In this new scenario, efficient application execution becomes more challenging. Moreover, energy consumption has emerged as an important concern for HPC and computer science in general. First, with the effects of climate change, environmental concerns have become a major focus across various scientific fields. Second, as more and more exascale machines emerge, the energy budget has become one of the main concerns for these machines, driven not only by environmental considerations but also by economic ones.
Research goals
The previous HPCProSol associate team (2021–2023) provided us with performance insights about two kinds of representative applications from Santos Dumont: finite element methods (HPC) and bioinformatics workflows (HPDA). Moreover, we collaborated on advancing the system’s monitoring infrastructure by developing software to efficiently process it. Now, in the DECoHPC associate team, we aim to take these insights and tools and extend them towards our three main goals:
- (WP1) Based on the Santos Dumont’s traces (recently made available), to obtain a holistic view of the I/O behavior of HPC applications. We want to classify applications according to their behaviors — and on their different needs from the system.

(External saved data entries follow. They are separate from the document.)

//! Side effects the interpreter needs from its embedder
//!
//! `print` output and `load` file reads go through [`Host`], so the same
//! evaluator runs against the real terminal and filesystem or against an
//! in-memory capture.

use std::collections::HashMap;
use std::io::{self, Write};

/// Capabilities used by `print` and `load`
pub trait Host {
    /// Emit one line of `print` output
    fn print(&mut self, text: &str) -> io::Result<()>;

    /// Read the full program text behind `path`
    fn load(&mut self, path: &str) -> io::Result<String>;
}

/// Prints to stdout and loads from the filesystem
#[derive(Debug, Default)]
pub struct StdHost;

impl Host for StdHost {
    fn print(&mut self, text: &str) -> io::Result<()> {
        writeln!(io::stdout().lock(), "{}", text)
    }

    fn load(&mut self, path: &str) -> io::Result<String> {
        std::fs::read_to_string(path)
    }
}

/// Records printed lines and serves files from memory
#[derive(Debug, Default)]
pub struct CaptureHost {
    output: Vec<String>,
    files: HashMap<String, String>,
}

impl CaptureHost {
    pub fn new() -> Self {
        Self::default()
    }

    /// Make `source` loadable under `path`
    pub fn with_file(mut self, path: impl Into<String>, source: impl Into<String>) -> Self {
        self.files.insert(path.into(), source.into());
        self
    }

    /// Get captured output
    pub fn output(&self) -> &[String] {
        &self.output
    }

    /// Clear output buffer
    pub fn clear_output(&mut self) {
        self.output.clear();
    }
}

impl Host for CaptureHost {
    fn print(&mut self, text: &str) -> io::Result<()> {
        self.output.push(text.to_string());
        Ok(())
    }

    fn load(&mut self, path: &str) -> io::Result<String> {
        self.files
            .get(path)
            .cloned()
            .ok_or_else(|| io::Error::new(io::ErrorKind::NotFound, path.to_string()))
    }
}
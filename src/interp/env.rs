//! Scoped variable environment
//!
//! A stack of frames, innermost last. Lookups and writes search from the
//! innermost frame outward and never create bindings on their own; only
//! [`Environment::declare`] does, and only in the innermost frame.

use indexmap::IndexMap;

use super::value::Value;
use crate::diagnostics::{Error, Result};

/// One scope level: names declared in it and their values
pub type Frame = IndexMap<String, Value>;

#[derive(Debug, Clone)]
pub struct Environment {
    frames: Vec<Frame>,
}

impl Environment {
    /// Create an environment holding a single global frame
    pub fn new() -> Self {
        Self {
            frames: vec![Frame::new()],
        }
    }

    /// Push a new empty frame
    pub fn push(&mut self) {
        self.frames.push(Frame::new());
        tracing::trace!(depth = self.frames.len(), "push frame");
    }

    /// Discard the innermost frame and its bindings
    pub fn pop(&mut self) {
        self.frames.pop();
        tracing::trace!(depth = self.frames.len(), "pop frame");
    }

    /// Bind `name` with no value in the innermost frame, resetting any
    /// binding that frame already had
    pub fn declare(&mut self, name: &str) {
        if self.frames.is_empty() {
            self.frames.push(Frame::new());
        }
        if let Some(frame) = self.frames.last_mut() {
            frame.insert(name.to_string(), Value::Nil);
        }
    }

    /// Read the innermost visible binding of `name`
    pub fn read(&self, name: &str) -> Result<Value> {
        self.frames
            .iter()
            .rev()
            .find_map(|frame| frame.get(name))
            .cloned()
            .ok_or_else(|| Error::name_not_found(name))
    }

    /// Overwrite the innermost visible binding of `name`
    pub fn write(&mut self, name: &str, value: Value) -> Result<()> {
        let slot = self
            .frames
            .iter_mut()
            .rev()
            .find_map(|frame| frame.get_mut(name))
            .ok_or_else(|| Error::name_not_found(name))?;
        *slot = value;
        Ok(())
    }

    /// Number of frames currently on the stack
    pub fn depth(&self) -> usize {
        self.frames.len()
    }

    /// Visible bindings, innermost first; shadowed names are skipped
    pub fn bindings(&self) -> Vec<(&str, &Value)> {
        let mut seen = IndexMap::new();
        for frame in self.frames.iter().rev() {
            for (name, value) in frame {
                seen.entry(name.as_str()).or_insert(value);
            }
        }
        seen.into_iter().collect()
    }
}

impl Default for Environment {
    fn default() -> Self {
        Self::new()
    }
}

#[cfg(test)]
mod tests {
    use super::*;
    use pretty_assertions::assert_eq;

    #[test]
    fn test_declare_then_read_is_nil() {
        let mut env = Environment::new();
        env.declare("x");
        assert_eq!(env.read("x").unwrap(), Value::Nil);
    }

    #[test]
    fn test_read_undeclared_fails() {
        let env = Environment::new();
        assert_eq!(env.read("y").unwrap_err(), Error::name_not_found("y"));
    }

    #[test]
    fn test_write_never_creates_binding() {
        let mut env = Environment::new();
        assert_eq!(
            env.write("y", Value::Int(1)).unwrap_err(),
            Error::name_not_found("y")
        );
        assert!(env.read("y").is_err());
    }

    #[test]
    fn test_inner_frame_shadows_and_pops() {
        let mut env = Environment::new();
        env.declare("x");
        env.write("x", Value::Int(1)).unwrap();

        env.push();
        env.declare("x");
        env.write("x", Value::Int(2)).unwrap();
        assert_eq!(env.read("x").unwrap(), Value::Int(2));
        env.pop();

        assert_eq!(env.read("x").unwrap(), Value::Int(1));
    }

    #[test]
    fn test_write_reaches_outer_frame() {
        let mut env = Environment::new();
        env.declare("x");
        env.push();
        env.write("x", Value::Str("outer".into())).unwrap();
        env.pop();
        assert_eq!(env.read("x").unwrap(), Value::Str("outer".into()));
    }

    #[test]
    fn test_redeclare_resets_value() {
        let mut env = Environment::new();
        env.declare("x");
        env.write("x", Value::Int(5)).unwrap();
        env.declare("x");
        assert_eq!(env.read("x").unwrap(), Value::Nil);
    }

    #[test]
    fn test_bindings_skip_shadowed_names() {
        let mut env = Environment::new();
        env.declare("a");
        env.declare("b");
        env.push();
        env.declare("a");
        env.write("a", Value::Int(1)).unwrap();

        let names: Vec<_> = env.bindings().into_iter().map(|(n, v)| (n, v.clone())).collect();
        assert_eq!(names, vec![("a", Value::Int(1)), ("b", Value::Nil)]);
        assert_eq!(env.depth(), 2);
    }
}
//! Lexer tests

use proptest::prelude::*;
use scrawl::Error;
use scrawl::lexer::{TokenKind, TokenValue, lex};

fn kinds(source: &str) -> Vec<TokenKind> {
    lex(source).unwrap().iter().map(|t| t.kind).collect()
}

#[test]
fn test_lex_empty() {
    let tokens = lex("").unwrap();
    assert_eq!(tokens.len(), 1);
    assert_eq!(tokens[0].kind, TokenKind::Eof);
}

#[test]
fn test_lex_whitespace() {
    let tokens = lex("   \t\r\n  ").unwrap();
    assert_eq!(tokens.len(), 1);
    assert_eq!(tokens[0].kind, TokenKind::Eof);
}

#[test]
fn test_lex_simple_let() {
    let tokens = lex("let x = 42;").unwrap();
    assert_eq!(tokens[0].kind, TokenKind::Let);
    assert_eq!(tokens[1].kind, TokenKind::Ident);
    assert_eq!(tokens[1].value, Some(TokenValue::Str("x".into())));
    assert_eq!(tokens[2].kind, TokenKind::Eq);
    assert_eq!(tokens[3].kind, TokenKind::IntLit);
    assert_eq!(tokens[3].value, Some(TokenValue::Int(42)));
    assert_eq!(tokens[4].kind, TokenKind::Semi);
    assert_eq!(tokens[5].kind, TokenKind::Eof);
}

#[test]
fn test_lex_keywords() {
    assert_eq!(
        kinds("let if while print load exec true false read"),
        vec![
            TokenKind::Let,
            TokenKind::If,
            TokenKind::While,
            TokenKind::Print,
            TokenKind::Load,
            TokenKind::Exec,
            TokenKind::True,
            TokenKind::False,
            TokenKind::Read,
            TokenKind::Eof,
        ]
    );
}

#[test]
fn test_lex_keywords_are_case_sensitive() {
    let tokens = lex("Let WHILE").unwrap();
    assert_eq!(tokens[0].kind, TokenKind::Ident);
    assert_eq!(tokens[1].kind, TokenKind::Ident);
}

#[test]
fn test_lex_keyword_prefix_is_identifier() {
    let tokens = lex("letter iffy print2").unwrap();
    assert!(tokens[..3].iter().all(|t| t.kind == TokenKind::Ident));
    assert_eq!(tokens[2].value, Some(TokenValue::Str("print2".into())));
}

#[test]
fn test_lex_digit_first_run_splits() {
    let tokens = lex("12abc").unwrap();
    assert_eq!(tokens[0].kind, TokenKind::IntLit);
    assert_eq!(tokens[0].value, Some(TokenValue::Int(12)));
    assert_eq!(tokens[1].kind, TokenKind::Ident);
    assert_eq!(tokens[1].value, Some(TokenValue::Str("abc".into())));
}

#[test]
fn test_lex_operators() {
    assert_eq!(
        kinds("+ - * / ( ) { } = ! ; == != < <= > >="),
        vec![
            TokenKind::Plus,
            TokenKind::Minus,
            TokenKind::Star,
            TokenKind::Slash,
            TokenKind::LParen,
            TokenKind::RParen,
            TokenKind::LBrace,
            TokenKind::RBrace,
            TokenKind::Eq,
            TokenKind::Bang,
            TokenKind::Semi,
            TokenKind::EqEq,
            TokenKind::Ne,
            TokenKind::Lt,
            TokenKind::Le,
            TokenKind::Gt,
            TokenKind::Ge,
            TokenKind::Eof,
        ]
    );
}

#[test]
fn test_token_kind_categories() {
    assert!(TokenKind::IntLit.is_literal());
    assert!(TokenKind::True.is_literal() && TokenKind::True.is_keyword());
    assert!(TokenKind::Ge.is_operator());
    assert!(!TokenKind::Semi.is_operator() && !TokenKind::Semi.is_literal());
}

#[test]
fn test_lex_two_char_operators_without_spaces() {
    assert_eq!(
        kinds("a<=b==!c"),
        vec![
            TokenKind::Ident,
            TokenKind::Le,
            TokenKind::Ident,
            TokenKind::EqEq,
            TokenKind::Bang,
            TokenKind::Ident,
            TokenKind::Eof,
        ]
    );
}

#[test]
fn test_lex_string() {
    let tokens = lex(r#"print "hello world";"#).unwrap();
    assert_eq!(tokens[1].kind, TokenKind::StringLit);
    assert_eq!(tokens[1].value, Some(TokenValue::Str("hello world".into())));
}

#[test]
fn test_lex_empty_string() {
    let tokens = lex(r#""""#).unwrap();
    assert_eq!(tokens[0].value, Some(TokenValue::Str(String::new())));
}

#[test]
fn test_lex_unterminated_string_fails() {
    let err = lex(r#"print "oops;"#).unwrap_err();
    assert!(matches!(err, Error::Lex { ref reason, line: 1, .. } if reason.contains("unterminated")));
    assert!(matches!(lex("\"").unwrap_err(), Error::Lex { .. }));
}

#[test]
fn test_lex_unknown_character_fails() {
    for source in ["let x = 1 % 2;", "a_b", "x\u{c}", "é"] {
        assert!(
            matches!(lex(source), Err(Error::Lex { .. })),
            "expected lexer error for {:?}",
            source
        );
    }
}

#[test]
fn test_lex_error_reports_line() {
    let err = lex("let a;\nlet b;\n@").unwrap_err();
    assert_eq!(
        err,
        Error::Lex {
            text: "@".into(),
            reason: "unrecognized character".into(),
            line: 3,
        }
    );
}

#[test]
fn test_lex_integer_out_of_range() {
    let err = lex("99999999999999999999").unwrap_err();
    assert!(matches!(err, Error::Lex { ref reason, .. } if reason.contains("out of range")));
}

#[test]
fn test_lex_exactly_one_eof() {
    let tokens = lex("if (x) { print 1; }").unwrap();
    let eofs = tokens.iter().filter(|t| t.kind == TokenKind::Eof).count();
    assert_eq!(eofs, 1);
    assert_eq!(tokens.last().unwrap().kind, TokenKind::Eof);
}

proptest! {
    #[test]
    fn prop_number_literal_keeps_its_value(n in 0i64..=i64::MAX) {
        let tokens = lex(&n.to_string()).unwrap();
        prop_assert_eq!(tokens.len(), 2);
        prop_assert_eq!(tokens[0].kind, TokenKind::IntLit);
        prop_assert_eq!(&tokens[0].value, &Some(TokenValue::Int(n)));
    }

    #[test]
    fn prop_identifiers_lex_to_one_token(name in "[a-zA-Z][a-zA-Z0-9]{0,12}") {
        let tokens = lex(&name).unwrap();
        prop_assert_eq!(tokens.len(), 2);
        if !tokens[0].kind.is_keyword() {
            prop_assert_eq!(tokens[0].kind, TokenKind::Ident);
            prop_assert_eq!(tokens[0].name(), Some(name.as_str()));
        }
    }
}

- (WP2) To study and characterize the energy consumption of moving applications’ data through the network and I/O infrastructure.
- (WP3) To characterize the I/O performance and energy consumption of AI applications, which have not been explored in HPCProSol, but are now among one of the most important users of HPC facilities.
These studies will follow a mostly experimental methodology, based on information collected from the Santos Dumont machine. We also benefit from the support of local French infrastructure (such as PlaFRIM in the Inria Center of the University of Bordeaux). The knowledge obtained from these studies will allow us to propose solutions to improve the energy consumption and I/O performance of applications in HPC.